- The Washington Times - Friday, August 10, 2001

NEW YORK The U.N. high commissioner for human rights yesterday pleaded for more time to negotiate acceptable language for an upcoming conference on racism.

"This set of issues will require careful handling right down to the conference itself," Mary Robinson told delegates in Geneva. "We must all be realistic in recognizing this and give ourselves space and time to negotiate the difficult issues involved, up to and including the conference."

Delegates in Geneva this week are attempting to remove obstacles, including language condemning Israel, that have threatened to disrupt the World Conference Against Racism in South Africa later this month.

Mrs. Robinson spoke to reporters hours after a Palestinian suicide bomber killed at least 18 persons inside a Jerusalem pizzeria yesterday.

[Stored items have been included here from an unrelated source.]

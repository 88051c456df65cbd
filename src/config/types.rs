//! Configuration Types
//!
//! 定义所有配置结构体

use serde::Deserialize;

use crate::application::{CompletionOptions, GenerationSettings, HandwritingSettings};
use crate::domain::style::StyleThresholds;
use crate::domain::{DEFAULT_LINE_LENGTH, DEFAULT_MAX_CHARS};
use crate::infrastructure::adapters::{HttpCompletionClientConfig, HttpHandwritingClientConfig};

/// 应用主配置
#[derive(Debug, Clone, Default, Deserialize)]
pub struct AppConfig {
    /// 服务器配置
    #[serde(default)]
    pub server: ServerConfig,

    /// 语言模型服务配置
    #[serde(default)]
    pub completion: CompletionConfig,

    /// 手写服务配置
    #[serde(default)]
    pub handwriting: HandwritingConfig,

    /// 风格分析阈值
    #[serde(default)]
    pub style: StyleThresholds,

    /// 日志配置
    #[serde(default)]
    pub log: LogConfig,
}

/// 服务器配置
#[derive(Debug, Clone, Deserialize)]
pub struct ServerConfig {
    /// 监听地址
    #[serde(default = "default_host")]
    pub host: String,

    /// 监听端口
    #[serde(default = "default_port")]
    pub port: u16,
}

fn default_host() -> String {
    "0.0.0.0".to_string()
}

fn default_port() -> u16 {
    5000
}

impl Default for ServerConfig {
    fn default() -> Self {
        Self {
            host: default_host(),
            port: default_port(),
        }
    }
}

impl ServerConfig {
    /// 获取服务器地址
    pub fn addr(&self) -> String {
        format!("{}:{}", self.host, self.port)
    }
}

/// 语言模型服务配置
#[derive(Debug, Clone, Deserialize)]
pub struct CompletionConfig {
    /// 服务基础 URL（Ollama 兼容）
    #[serde(default = "default_completion_url")]
    pub url: String,

    /// 模型名称
    #[serde(default = "default_model")]
    pub model: String,

    /// 总尝试次数
    #[serde(default = "default_max_retries")]
    pub max_retries: u32,

    /// 重试基础间隔（毫秒）
    #[serde(default = "default_retry_delay_ms")]
    pub retry_delay_ms: u64,

    /// 请求超时（秒），不设置则不限制
    #[serde(default)]
    pub timeout_secs: Option<u64>,

    #[serde(default = "default_outline_temperature")]
    pub outline_temperature: f64,

    #[serde(default = "default_paragraph_temperature")]
    pub paragraph_temperature: f64,

    #[serde(default = "default_top_p")]
    pub top_p: f64,

    #[serde(default = "default_repeat_penalty")]
    pub repeat_penalty: f64,

    #[serde(default = "default_presence_penalty")]
    pub presence_penalty: f64,
}

fn default_completion_url() -> String {
    "http://localhost:11434".to_string()
}

fn default_model() -> String {
    "ghostwriter".to_string()
}

fn default_max_retries() -> u32 {
    2
}

fn default_retry_delay_ms() -> u64 {
    1000
}

fn default_outline_temperature() -> f64 {
    0.7
}

fn default_paragraph_temperature() -> f64 {
    1.5
}

fn default_top_p() -> f64 {
    0.95
}

fn default_repeat_penalty() -> f64 {
    1.2
}

fn default_presence_penalty() -> f64 {
    0.8
}

impl Default for CompletionConfig {
    fn default() -> Self {
        Self {
            url: default_completion_url(),
            model: default_model(),
            max_retries: default_max_retries(),
            retry_delay_ms: default_retry_delay_ms(),
            timeout_secs: None,
            outline_temperature: default_outline_temperature(),
            paragraph_temperature: default_paragraph_temperature(),
            top_p: default_top_p(),
            repeat_penalty: default_repeat_penalty(),
            presence_penalty: default_presence_penalty(),
        }
    }
}

impl CompletionConfig {
    /// HTTP 客户端配置
    pub fn client_config(&self) -> HttpCompletionClientConfig {
        HttpCompletionClientConfig {
            base_url: self.url.clone(),
            model: self.model.clone(),
            timeout_secs: self.timeout_secs,
            max_retries: self.max_retries,
            retry_delay_ms: self.retry_delay_ms,
        }
    }

    /// 大纲和段落两个阶段的采样参数
    pub fn generation_settings(&self) -> GenerationSettings {
        let base = CompletionOptions {
            top_p: self.top_p,
            repeat_penalty: self.repeat_penalty,
            presence_penalty: self.presence_penalty,
            ..CompletionOptions::default()
        };

        GenerationSettings {
            outline_options: base.clone().with_temperature(self.outline_temperature),
            paragraph_options: base.with_temperature(self.paragraph_temperature),
        }
    }
}

/// 手写服务配置
#[derive(Debug, Clone, Deserialize)]
pub struct HandwritingConfig {
    /// 关闭时所有分段直接使用占位图
    #[serde(default = "default_enabled")]
    pub enabled: bool,

    /// 完整的生成接口地址
    #[serde(default = "default_handwriting_url")]
    pub url: String,

    #[serde(default = "default_max_retries")]
    pub max_retries: u32,

    #[serde(default = "default_retry_delay_ms")]
    pub retry_delay_ms: u64,

    #[serde(default)]
    pub timeout_secs: Option<u64>,

    #[serde(default = "default_steps")]
    pub steps: u32,

    #[serde(default = "default_guidance_scale")]
    pub guidance_scale: f64,

    /// 单段最大字符数
    #[serde(default = "default_max_segment_chars")]
    pub max_segment_chars: usize,

    /// 工作流中排版的行宽
    #[serde(default = "default_line_length")]
    pub line_length: usize,

    /// 同时进行的渲染请求数
    #[serde(default = "default_max_concurrent")]
    pub max_concurrent: usize,
}

fn default_enabled() -> bool {
    true
}

fn default_handwriting_url() -> String {
    "http://localhost:7860/coze/generate".to_string()
}

fn default_steps() -> u32 {
    12
}

fn default_guidance_scale() -> f64 {
    2.0
}

fn default_max_segment_chars() -> usize {
    DEFAULT_MAX_CHARS
}

fn default_line_length() -> usize {
    DEFAULT_LINE_LENGTH
}

fn default_max_concurrent() -> usize {
    1
}

impl Default for HandwritingConfig {
    fn default() -> Self {
        Self {
            enabled: default_enabled(),
            url: default_handwriting_url(),
            max_retries: default_max_retries(),
            retry_delay_ms: default_retry_delay_ms(),
            timeout_secs: None,
            steps: default_steps(),
            guidance_scale: default_guidance_scale(),
            max_segment_chars: default_max_segment_chars(),
            line_length: default_line_length(),
            max_concurrent: default_max_concurrent(),
        }
    }
}

impl HandwritingConfig {
    /// HTTP 客户端配置
    pub fn client_config(&self) -> HttpHandwritingClientConfig {
        HttpHandwritingClientConfig {
            endpoint: self.url.clone(),
            timeout_secs: self.timeout_secs,
            max_retries: self.max_retries,
            retry_delay_ms: self.retry_delay_ms,
        }
    }

    pub fn settings(&self) -> HandwritingSettings {
        HandwritingSettings {
            steps: self.steps,
            guidance_scale: self.guidance_scale,
            max_segment_chars: self.max_segment_chars,
            max_concurrent: self.max_concurrent,
        }
    }
}

/// 日志配置
#[derive(Debug, Clone, Deserialize)]
pub struct LogConfig {
    /// 日志级别（RUST_LOG 优先）
    #[serde(default = "default_log_level")]
    pub level: String,
}

fn default_log_level() -> String {
    "info".to_string()
}

impl Default for LogConfig {
    fn default() -> Self {
        Self {
            level: default_log_level(),
        }
    }
}
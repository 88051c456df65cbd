//! 测试用的本地 HTTP 服务

use axum::Router;

/// 在随机端口启动路由，返回基础 URL
pub async fn spawn(router: Router) -> String {
    let listener = tokio::net::TcpListener::bind("127.0.0.1:0").await.unwrap();
    let addr = listener.local_addr().unwrap();
    tokio::spawn(async move {
        axum::serve(listener, router).await.unwrap();
    });
    format!("http://{}", addr)
}

/// 一个当前没有监听的本地地址
pub async fn closed_url() -> String {
    let listener = tokio::net::TcpListener::bind("127.0.0.1:0").await.unwrap();
    let addr = listener.local_addr().unwrap();
    drop(listener);
    format!("http://{}", addr)
}
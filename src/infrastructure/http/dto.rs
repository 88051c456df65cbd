//! Data Transfer Objects

use serde::Serialize;

use crate::domain::style::StyleDna;

// ============================================================================
// 统一响应结构
// ============================================================================

/// 统一 API 响应格式
#[derive(Debug, Serialize)]
pub struct ApiResponse<T: Serialize> {
    pub errno: i32,
    pub error: String,
    pub data: Option<T>,
}

impl<T: Serialize> ApiResponse<T> {
    /// 成功响应
    pub fn success(data: T) -> Self {
        Self {
            errno: 0,
            error: String::new(),
            data: Some(data),
        }
    }
}

// ============================================================================
// 共享 DTOs
// ============================================================================

/// 风格分析结果
#[derive(Debug, Serialize)]
pub struct StyleDnaResponse {
    pub style_dna: StyleDna,
    pub description: String,
}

Her comments were aimed squarely at Washington, which has threatened to boycott the event if anti-Israeli language is not expunged from the draft documents for the conference, which opens in Durban, South Africa, on Aug. 31.

Rep. Tom Lantos, California Democrat and a member of the U.S. delegation in Geneva, told reporters that unless references to Zionism were removed from the conference documents, it would be inappropriate for Secretary of State Colin L. Powell to attend.

"That would dignify the lynching of Israel," Mr. Lantos said.

Today is the closing day of the final preconference meeting, and hopes are dimming that all sides will be able to hammer out acceptable language on a number of issues, including an apology for slavery, reparations for colonialism, protection of refugees, equality for all castes, colors and religions, and similar prickly subjects.

American and many Western European diplomats have said they oppose singling out any nation for contemporary human rights abuses.

The conference declaration and program of action a voluntary blueprint for nations and regions to reduce bigotry and intolerance are both filled with language that offends some parties, groups or regions.

But it is the passages dealing with Zionism that have captured most of the attention.

The General Assembly in 1991 renounced its "Zionism equals racism" resolution, which had stood for 16 years.

Since then, Israeli-U.N. relations seemed to ebb and flow in step with the situation in the Middle East.

In the 10 months since Israeli-Palestinian relations have violently deteriorated, the Arab states have sought to punish or embarrass Israel at the United Nations.

Supported by members of the Non-Aligned Movement, they have called meetings of the Security Council to demand an international observer force for the occupied territories.

And the Arab group has insisted that anti-Israel language be included in U.N. conferences devoted to cities, children's rights, women's rights, the spread of small arms and now racism.

Palestinian diplomat Nabil Ramlawi said yesterday that references to Palestinian suffering and "Israeli racist practices" must remain in the text.

Mrs. Robinson yesterday urged governments not to give up, but to try to understand the generations of ingrained frustration and emotion.

She asked delegates to try to balance "the historical wounds of anti-Semitism and of the Holocaust, on the one hand, and the accumulated wounds of displacement and military occupation on the other."